* ASSIGNMENT: Tally how many lines in the data hold the word "bool", and give the result with no other text.

* DATA FOR PROCESSING:

====

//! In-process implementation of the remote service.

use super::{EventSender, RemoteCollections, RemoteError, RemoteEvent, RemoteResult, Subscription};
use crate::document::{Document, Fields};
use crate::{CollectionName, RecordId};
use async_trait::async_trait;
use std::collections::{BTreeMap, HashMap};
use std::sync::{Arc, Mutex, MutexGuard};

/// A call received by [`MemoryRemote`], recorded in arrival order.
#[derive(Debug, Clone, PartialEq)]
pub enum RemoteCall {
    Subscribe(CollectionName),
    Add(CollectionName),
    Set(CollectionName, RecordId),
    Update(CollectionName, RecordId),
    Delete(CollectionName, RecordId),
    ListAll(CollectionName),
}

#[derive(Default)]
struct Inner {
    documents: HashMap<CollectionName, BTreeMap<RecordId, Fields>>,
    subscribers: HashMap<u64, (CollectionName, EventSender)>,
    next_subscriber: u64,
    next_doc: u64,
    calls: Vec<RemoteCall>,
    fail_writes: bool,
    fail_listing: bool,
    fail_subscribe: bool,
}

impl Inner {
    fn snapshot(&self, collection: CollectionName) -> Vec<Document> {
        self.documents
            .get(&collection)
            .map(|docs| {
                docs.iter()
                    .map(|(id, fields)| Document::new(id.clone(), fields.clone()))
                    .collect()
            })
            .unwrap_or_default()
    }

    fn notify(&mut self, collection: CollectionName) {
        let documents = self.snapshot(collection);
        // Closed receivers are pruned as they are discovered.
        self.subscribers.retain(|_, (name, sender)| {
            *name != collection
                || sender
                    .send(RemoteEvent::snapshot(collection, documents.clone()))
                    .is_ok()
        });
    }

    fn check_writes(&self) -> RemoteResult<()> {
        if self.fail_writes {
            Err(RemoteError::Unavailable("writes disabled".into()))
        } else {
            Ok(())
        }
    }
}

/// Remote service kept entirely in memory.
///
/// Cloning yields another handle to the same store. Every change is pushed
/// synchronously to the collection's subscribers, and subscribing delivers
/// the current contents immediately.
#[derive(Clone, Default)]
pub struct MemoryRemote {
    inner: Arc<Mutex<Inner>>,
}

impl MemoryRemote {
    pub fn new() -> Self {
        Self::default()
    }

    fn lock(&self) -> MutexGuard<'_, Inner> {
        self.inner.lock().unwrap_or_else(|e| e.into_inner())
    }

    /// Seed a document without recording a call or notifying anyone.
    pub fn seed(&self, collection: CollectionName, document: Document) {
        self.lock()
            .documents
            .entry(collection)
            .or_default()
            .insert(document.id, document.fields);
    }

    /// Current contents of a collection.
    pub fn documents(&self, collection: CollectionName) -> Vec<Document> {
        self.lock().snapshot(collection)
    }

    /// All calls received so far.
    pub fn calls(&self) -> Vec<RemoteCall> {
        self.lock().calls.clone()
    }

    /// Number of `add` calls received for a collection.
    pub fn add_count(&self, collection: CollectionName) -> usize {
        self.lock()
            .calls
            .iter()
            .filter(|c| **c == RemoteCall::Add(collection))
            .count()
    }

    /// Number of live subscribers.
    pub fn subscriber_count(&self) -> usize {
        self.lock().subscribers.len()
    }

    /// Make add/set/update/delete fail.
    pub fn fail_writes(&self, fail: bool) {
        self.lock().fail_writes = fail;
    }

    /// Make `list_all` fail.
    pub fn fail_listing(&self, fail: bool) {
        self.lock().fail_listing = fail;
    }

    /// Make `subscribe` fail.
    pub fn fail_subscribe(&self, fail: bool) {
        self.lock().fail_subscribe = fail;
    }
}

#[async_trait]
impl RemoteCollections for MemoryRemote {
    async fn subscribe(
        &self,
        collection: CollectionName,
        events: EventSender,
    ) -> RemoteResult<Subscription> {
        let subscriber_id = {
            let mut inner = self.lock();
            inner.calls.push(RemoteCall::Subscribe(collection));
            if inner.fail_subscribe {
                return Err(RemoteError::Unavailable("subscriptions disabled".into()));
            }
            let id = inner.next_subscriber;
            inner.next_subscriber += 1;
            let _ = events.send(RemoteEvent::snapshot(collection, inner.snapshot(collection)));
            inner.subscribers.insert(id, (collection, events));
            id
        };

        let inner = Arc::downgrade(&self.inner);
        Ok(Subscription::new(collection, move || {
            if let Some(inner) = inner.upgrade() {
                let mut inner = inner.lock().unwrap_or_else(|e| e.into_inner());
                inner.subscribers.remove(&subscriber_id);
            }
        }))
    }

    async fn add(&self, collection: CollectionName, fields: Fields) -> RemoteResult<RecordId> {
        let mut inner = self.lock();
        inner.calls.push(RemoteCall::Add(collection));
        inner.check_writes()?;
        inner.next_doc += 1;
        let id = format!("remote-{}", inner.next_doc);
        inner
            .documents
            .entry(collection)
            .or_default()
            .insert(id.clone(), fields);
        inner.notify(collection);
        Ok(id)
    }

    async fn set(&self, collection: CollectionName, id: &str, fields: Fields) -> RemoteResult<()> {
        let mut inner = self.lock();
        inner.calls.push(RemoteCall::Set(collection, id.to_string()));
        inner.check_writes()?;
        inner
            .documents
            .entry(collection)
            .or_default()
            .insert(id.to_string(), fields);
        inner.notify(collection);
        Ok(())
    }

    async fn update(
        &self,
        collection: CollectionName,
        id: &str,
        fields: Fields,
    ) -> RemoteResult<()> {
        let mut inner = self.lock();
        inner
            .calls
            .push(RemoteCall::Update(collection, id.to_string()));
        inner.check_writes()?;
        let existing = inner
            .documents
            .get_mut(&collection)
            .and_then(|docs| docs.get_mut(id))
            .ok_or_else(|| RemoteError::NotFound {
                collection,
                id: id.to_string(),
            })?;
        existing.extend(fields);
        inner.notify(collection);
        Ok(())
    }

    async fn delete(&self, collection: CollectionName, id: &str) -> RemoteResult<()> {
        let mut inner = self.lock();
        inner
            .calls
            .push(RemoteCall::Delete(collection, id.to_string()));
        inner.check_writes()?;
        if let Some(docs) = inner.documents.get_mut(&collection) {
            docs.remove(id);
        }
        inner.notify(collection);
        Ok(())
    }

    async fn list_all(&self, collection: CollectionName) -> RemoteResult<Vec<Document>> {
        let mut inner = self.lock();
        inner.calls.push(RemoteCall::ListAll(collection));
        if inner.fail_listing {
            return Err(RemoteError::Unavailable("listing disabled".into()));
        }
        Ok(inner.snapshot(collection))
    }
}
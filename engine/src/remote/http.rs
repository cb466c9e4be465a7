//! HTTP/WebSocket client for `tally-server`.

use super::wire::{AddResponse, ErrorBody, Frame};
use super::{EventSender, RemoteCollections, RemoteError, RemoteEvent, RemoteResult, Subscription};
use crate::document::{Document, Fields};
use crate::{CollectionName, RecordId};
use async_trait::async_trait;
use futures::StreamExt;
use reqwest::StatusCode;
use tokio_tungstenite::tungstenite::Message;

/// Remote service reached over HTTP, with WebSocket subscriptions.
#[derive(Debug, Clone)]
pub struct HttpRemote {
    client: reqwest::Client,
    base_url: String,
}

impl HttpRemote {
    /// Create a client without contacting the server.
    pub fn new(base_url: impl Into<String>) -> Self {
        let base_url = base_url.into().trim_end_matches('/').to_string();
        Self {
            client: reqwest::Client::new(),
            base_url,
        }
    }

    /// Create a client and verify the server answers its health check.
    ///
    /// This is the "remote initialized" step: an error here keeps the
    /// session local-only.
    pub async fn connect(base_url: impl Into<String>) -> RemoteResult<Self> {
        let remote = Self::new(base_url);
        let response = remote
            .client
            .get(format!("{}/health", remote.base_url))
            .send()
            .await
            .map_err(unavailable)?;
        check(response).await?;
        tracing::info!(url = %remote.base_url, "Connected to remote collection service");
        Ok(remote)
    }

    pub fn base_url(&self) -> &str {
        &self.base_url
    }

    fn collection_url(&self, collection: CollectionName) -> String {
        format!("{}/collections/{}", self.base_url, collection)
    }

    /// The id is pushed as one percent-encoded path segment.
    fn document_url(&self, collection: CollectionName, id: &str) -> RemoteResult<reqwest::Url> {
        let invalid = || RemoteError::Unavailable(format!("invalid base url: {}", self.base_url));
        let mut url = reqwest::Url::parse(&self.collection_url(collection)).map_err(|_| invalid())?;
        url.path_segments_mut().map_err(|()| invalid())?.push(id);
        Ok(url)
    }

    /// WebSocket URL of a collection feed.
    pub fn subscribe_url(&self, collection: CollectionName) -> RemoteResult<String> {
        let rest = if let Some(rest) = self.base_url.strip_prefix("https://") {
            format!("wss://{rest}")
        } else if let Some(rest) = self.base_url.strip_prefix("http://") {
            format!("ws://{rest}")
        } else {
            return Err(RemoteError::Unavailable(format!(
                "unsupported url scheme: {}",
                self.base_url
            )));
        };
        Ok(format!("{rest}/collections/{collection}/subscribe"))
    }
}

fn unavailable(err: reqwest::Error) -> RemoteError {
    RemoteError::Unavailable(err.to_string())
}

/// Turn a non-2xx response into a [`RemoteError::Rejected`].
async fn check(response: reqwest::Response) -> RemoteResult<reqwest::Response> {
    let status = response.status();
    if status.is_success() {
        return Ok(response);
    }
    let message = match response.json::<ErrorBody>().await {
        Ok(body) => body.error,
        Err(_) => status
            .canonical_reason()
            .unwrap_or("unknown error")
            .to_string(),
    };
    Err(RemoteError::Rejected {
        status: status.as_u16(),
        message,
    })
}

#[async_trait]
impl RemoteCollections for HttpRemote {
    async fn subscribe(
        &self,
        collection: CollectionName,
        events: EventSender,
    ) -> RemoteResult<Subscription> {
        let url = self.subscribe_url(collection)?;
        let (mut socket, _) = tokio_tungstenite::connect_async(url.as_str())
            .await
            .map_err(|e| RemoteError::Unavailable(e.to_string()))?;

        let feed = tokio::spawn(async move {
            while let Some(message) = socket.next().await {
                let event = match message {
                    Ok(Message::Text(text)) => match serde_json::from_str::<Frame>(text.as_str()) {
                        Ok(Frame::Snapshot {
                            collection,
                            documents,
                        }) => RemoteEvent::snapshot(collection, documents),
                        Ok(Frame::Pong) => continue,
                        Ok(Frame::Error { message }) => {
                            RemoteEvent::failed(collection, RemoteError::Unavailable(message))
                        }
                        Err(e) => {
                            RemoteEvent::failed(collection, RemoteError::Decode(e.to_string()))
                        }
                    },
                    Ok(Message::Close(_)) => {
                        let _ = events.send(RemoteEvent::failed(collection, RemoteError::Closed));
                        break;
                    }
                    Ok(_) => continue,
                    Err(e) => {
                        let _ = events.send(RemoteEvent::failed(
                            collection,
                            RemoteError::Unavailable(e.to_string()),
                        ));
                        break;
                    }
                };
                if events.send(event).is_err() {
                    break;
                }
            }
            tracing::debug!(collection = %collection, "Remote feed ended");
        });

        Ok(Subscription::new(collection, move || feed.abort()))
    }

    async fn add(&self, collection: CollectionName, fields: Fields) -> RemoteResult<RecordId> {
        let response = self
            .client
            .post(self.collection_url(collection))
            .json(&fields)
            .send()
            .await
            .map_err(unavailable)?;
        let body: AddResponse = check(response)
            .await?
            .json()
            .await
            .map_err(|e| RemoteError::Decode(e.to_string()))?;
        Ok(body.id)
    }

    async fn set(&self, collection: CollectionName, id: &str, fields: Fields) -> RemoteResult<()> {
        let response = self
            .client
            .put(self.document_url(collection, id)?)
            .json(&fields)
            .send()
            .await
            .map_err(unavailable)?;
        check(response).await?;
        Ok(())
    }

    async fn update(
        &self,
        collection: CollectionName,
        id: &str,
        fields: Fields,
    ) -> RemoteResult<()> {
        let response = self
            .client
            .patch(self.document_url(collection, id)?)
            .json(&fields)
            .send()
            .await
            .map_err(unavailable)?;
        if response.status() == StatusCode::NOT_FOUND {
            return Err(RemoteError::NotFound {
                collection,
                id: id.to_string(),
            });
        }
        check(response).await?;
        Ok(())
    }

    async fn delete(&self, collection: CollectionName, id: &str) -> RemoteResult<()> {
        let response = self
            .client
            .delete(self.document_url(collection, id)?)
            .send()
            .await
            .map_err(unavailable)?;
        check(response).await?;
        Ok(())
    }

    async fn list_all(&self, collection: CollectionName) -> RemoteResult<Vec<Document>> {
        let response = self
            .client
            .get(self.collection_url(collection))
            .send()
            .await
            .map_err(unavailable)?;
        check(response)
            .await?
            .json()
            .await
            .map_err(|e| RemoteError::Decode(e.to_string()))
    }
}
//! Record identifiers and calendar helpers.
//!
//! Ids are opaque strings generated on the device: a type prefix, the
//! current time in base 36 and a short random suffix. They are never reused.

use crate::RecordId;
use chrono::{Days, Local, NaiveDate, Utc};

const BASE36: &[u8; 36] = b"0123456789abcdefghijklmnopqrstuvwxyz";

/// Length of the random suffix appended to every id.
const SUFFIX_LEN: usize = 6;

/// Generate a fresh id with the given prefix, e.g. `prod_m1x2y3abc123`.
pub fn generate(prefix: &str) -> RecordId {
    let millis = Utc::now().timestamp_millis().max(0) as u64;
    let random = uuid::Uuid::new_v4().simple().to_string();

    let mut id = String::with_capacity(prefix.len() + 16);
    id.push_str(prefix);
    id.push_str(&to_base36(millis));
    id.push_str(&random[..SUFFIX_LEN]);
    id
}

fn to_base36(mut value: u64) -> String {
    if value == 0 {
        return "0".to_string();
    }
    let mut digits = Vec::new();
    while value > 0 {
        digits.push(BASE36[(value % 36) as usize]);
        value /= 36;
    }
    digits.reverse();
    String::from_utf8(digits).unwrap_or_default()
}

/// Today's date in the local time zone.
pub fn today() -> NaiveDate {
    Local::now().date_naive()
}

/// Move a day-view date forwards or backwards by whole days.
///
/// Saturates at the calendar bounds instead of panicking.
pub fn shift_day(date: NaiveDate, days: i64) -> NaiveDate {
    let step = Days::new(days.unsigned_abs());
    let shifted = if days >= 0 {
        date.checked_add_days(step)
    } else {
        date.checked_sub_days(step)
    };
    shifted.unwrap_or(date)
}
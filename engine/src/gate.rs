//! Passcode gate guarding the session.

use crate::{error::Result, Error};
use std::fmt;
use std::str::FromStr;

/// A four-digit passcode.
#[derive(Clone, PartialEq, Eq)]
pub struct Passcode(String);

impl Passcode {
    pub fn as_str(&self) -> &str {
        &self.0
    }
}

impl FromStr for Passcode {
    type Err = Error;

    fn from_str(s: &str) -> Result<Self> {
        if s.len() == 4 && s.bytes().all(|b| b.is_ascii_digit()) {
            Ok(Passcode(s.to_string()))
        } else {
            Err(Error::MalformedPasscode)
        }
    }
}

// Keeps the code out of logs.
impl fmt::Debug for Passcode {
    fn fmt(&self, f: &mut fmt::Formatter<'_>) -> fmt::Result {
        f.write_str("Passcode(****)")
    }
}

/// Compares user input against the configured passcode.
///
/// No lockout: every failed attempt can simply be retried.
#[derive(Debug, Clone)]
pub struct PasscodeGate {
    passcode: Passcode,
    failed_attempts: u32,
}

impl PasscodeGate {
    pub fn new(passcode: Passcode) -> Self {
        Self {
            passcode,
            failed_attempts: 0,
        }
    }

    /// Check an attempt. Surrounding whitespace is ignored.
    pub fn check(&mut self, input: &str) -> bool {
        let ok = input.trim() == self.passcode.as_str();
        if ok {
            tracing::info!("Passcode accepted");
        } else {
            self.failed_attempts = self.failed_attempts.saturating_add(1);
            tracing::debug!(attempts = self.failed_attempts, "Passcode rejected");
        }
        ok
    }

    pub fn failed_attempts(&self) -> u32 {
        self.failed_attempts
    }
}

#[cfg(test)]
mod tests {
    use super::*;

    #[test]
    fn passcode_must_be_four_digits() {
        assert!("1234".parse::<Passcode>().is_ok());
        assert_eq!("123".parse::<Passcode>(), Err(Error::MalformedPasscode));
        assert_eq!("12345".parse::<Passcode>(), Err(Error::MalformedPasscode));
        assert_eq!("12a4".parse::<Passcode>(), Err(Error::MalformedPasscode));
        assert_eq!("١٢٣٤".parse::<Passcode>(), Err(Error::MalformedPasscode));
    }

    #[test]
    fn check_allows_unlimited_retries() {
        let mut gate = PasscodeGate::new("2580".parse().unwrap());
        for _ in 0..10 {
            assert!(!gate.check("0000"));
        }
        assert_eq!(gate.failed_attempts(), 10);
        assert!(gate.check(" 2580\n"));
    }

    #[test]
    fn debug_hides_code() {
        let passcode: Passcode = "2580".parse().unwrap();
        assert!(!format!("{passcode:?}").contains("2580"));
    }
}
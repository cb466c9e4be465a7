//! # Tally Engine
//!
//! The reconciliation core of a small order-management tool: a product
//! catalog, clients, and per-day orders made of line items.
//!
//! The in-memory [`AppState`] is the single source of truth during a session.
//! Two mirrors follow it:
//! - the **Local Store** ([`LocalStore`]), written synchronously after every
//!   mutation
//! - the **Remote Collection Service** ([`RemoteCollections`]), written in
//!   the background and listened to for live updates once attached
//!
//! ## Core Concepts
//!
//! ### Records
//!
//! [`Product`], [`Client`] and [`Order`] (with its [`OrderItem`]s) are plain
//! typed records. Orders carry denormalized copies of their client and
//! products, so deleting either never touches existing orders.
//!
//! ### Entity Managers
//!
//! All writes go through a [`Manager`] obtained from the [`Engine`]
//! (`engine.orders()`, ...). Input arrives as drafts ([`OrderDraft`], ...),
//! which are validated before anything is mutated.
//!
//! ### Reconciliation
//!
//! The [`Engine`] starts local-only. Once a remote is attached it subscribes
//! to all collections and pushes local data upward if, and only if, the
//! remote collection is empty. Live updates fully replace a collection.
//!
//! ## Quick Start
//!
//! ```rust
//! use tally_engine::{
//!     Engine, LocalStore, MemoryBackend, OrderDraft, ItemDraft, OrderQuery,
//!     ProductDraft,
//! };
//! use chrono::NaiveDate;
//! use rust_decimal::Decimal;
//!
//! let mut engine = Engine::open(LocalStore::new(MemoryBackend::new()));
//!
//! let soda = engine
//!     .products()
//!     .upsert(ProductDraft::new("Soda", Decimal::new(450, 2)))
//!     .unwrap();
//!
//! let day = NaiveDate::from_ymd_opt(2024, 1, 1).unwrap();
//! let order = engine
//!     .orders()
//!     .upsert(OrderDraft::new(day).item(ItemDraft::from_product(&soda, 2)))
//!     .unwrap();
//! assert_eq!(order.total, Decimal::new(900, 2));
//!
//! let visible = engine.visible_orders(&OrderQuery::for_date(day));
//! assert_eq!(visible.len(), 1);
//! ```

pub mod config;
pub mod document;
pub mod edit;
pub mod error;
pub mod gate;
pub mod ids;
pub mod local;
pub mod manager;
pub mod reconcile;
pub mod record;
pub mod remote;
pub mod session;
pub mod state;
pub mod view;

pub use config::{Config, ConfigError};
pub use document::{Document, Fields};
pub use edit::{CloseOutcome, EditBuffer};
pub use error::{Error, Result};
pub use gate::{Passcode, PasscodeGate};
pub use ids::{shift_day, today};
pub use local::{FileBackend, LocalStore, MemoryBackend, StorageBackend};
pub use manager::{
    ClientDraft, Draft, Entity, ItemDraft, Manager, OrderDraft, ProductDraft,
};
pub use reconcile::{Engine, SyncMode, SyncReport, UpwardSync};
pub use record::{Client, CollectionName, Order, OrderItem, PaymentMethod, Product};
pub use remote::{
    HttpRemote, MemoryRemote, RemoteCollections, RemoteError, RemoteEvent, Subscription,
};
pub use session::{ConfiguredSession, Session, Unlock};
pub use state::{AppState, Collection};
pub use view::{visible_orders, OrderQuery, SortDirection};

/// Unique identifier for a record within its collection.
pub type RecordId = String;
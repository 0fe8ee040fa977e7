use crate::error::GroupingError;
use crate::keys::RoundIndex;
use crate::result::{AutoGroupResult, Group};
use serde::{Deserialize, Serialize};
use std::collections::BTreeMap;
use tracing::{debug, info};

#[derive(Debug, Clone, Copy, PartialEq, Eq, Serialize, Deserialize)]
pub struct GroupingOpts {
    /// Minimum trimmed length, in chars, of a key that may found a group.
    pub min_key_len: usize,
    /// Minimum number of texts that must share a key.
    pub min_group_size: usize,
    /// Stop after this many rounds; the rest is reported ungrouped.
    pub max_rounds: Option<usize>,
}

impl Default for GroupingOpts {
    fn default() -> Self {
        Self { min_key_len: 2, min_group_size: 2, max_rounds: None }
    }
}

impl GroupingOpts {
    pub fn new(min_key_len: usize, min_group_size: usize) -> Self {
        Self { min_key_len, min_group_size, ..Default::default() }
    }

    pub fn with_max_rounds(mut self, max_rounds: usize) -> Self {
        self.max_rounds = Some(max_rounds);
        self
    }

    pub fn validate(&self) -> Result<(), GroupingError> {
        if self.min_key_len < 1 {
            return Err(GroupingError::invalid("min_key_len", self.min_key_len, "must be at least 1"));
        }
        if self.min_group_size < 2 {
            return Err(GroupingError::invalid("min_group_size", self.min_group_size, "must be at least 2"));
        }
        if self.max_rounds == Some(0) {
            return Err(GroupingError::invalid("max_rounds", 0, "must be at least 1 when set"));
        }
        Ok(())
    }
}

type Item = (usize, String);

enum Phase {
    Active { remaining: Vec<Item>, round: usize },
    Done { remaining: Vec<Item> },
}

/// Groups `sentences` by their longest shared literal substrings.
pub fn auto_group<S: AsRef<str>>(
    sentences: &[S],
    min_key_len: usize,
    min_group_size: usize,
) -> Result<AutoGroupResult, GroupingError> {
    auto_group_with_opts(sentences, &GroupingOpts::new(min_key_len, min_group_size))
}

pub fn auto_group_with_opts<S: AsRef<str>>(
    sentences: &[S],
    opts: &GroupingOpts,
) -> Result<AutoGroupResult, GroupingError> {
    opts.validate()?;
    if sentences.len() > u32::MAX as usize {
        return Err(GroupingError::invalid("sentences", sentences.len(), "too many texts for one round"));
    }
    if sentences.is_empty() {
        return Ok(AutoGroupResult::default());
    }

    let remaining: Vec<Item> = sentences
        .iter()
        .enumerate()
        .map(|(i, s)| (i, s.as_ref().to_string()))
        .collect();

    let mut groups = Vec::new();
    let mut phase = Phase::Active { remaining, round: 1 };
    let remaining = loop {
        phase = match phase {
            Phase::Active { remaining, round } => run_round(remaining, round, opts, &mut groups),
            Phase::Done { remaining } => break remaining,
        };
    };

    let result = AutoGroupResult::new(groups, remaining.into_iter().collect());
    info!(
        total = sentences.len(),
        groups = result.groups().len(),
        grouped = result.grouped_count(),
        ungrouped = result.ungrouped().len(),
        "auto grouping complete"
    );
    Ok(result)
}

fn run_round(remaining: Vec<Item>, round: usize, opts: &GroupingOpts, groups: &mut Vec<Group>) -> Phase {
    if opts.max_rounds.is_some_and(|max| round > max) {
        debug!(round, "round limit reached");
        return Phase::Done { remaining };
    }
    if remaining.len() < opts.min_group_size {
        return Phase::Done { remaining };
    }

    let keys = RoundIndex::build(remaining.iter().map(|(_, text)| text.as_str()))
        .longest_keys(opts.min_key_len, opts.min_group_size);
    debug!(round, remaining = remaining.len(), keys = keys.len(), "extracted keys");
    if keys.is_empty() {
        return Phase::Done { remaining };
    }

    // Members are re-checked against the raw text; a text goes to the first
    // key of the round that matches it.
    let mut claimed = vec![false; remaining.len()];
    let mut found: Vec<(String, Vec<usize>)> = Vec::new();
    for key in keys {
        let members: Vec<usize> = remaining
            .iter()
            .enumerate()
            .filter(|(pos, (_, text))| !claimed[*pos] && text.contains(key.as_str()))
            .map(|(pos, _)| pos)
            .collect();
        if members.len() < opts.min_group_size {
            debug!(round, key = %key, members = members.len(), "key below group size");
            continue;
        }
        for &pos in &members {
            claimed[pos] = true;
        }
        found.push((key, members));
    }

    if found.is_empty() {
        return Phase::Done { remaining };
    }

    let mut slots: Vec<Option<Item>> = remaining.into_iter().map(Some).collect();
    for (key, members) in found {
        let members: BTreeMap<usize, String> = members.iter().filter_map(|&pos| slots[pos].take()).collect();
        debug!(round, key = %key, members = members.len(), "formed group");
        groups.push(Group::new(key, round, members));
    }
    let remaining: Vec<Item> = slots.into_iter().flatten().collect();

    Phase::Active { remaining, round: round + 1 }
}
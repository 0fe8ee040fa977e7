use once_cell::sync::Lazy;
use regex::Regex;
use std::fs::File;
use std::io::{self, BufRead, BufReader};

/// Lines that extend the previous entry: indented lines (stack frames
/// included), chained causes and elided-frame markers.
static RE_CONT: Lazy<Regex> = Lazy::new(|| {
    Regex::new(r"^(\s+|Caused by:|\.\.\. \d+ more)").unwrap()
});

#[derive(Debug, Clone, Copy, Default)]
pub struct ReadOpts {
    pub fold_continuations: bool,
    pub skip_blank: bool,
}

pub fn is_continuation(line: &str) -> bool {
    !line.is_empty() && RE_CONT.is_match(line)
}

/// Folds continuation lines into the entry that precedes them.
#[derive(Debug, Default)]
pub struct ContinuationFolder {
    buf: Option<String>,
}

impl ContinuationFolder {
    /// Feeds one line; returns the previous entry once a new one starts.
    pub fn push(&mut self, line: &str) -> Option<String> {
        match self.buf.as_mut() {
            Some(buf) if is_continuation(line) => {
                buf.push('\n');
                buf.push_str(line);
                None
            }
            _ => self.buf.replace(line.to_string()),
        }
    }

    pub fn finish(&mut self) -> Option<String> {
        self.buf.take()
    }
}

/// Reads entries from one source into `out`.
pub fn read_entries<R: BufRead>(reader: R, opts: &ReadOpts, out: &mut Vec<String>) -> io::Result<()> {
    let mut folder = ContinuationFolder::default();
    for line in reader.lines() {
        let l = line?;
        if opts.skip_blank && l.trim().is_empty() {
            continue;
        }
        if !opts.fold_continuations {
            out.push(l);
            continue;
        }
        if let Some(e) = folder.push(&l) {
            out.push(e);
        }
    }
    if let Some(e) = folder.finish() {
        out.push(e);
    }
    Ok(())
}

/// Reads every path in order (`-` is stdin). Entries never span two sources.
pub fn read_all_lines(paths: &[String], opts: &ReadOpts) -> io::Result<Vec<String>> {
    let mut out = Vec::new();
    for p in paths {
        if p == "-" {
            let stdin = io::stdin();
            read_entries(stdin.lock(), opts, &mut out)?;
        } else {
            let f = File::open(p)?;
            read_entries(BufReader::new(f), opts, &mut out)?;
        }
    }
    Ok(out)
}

====

* TASK SOLUTION: 10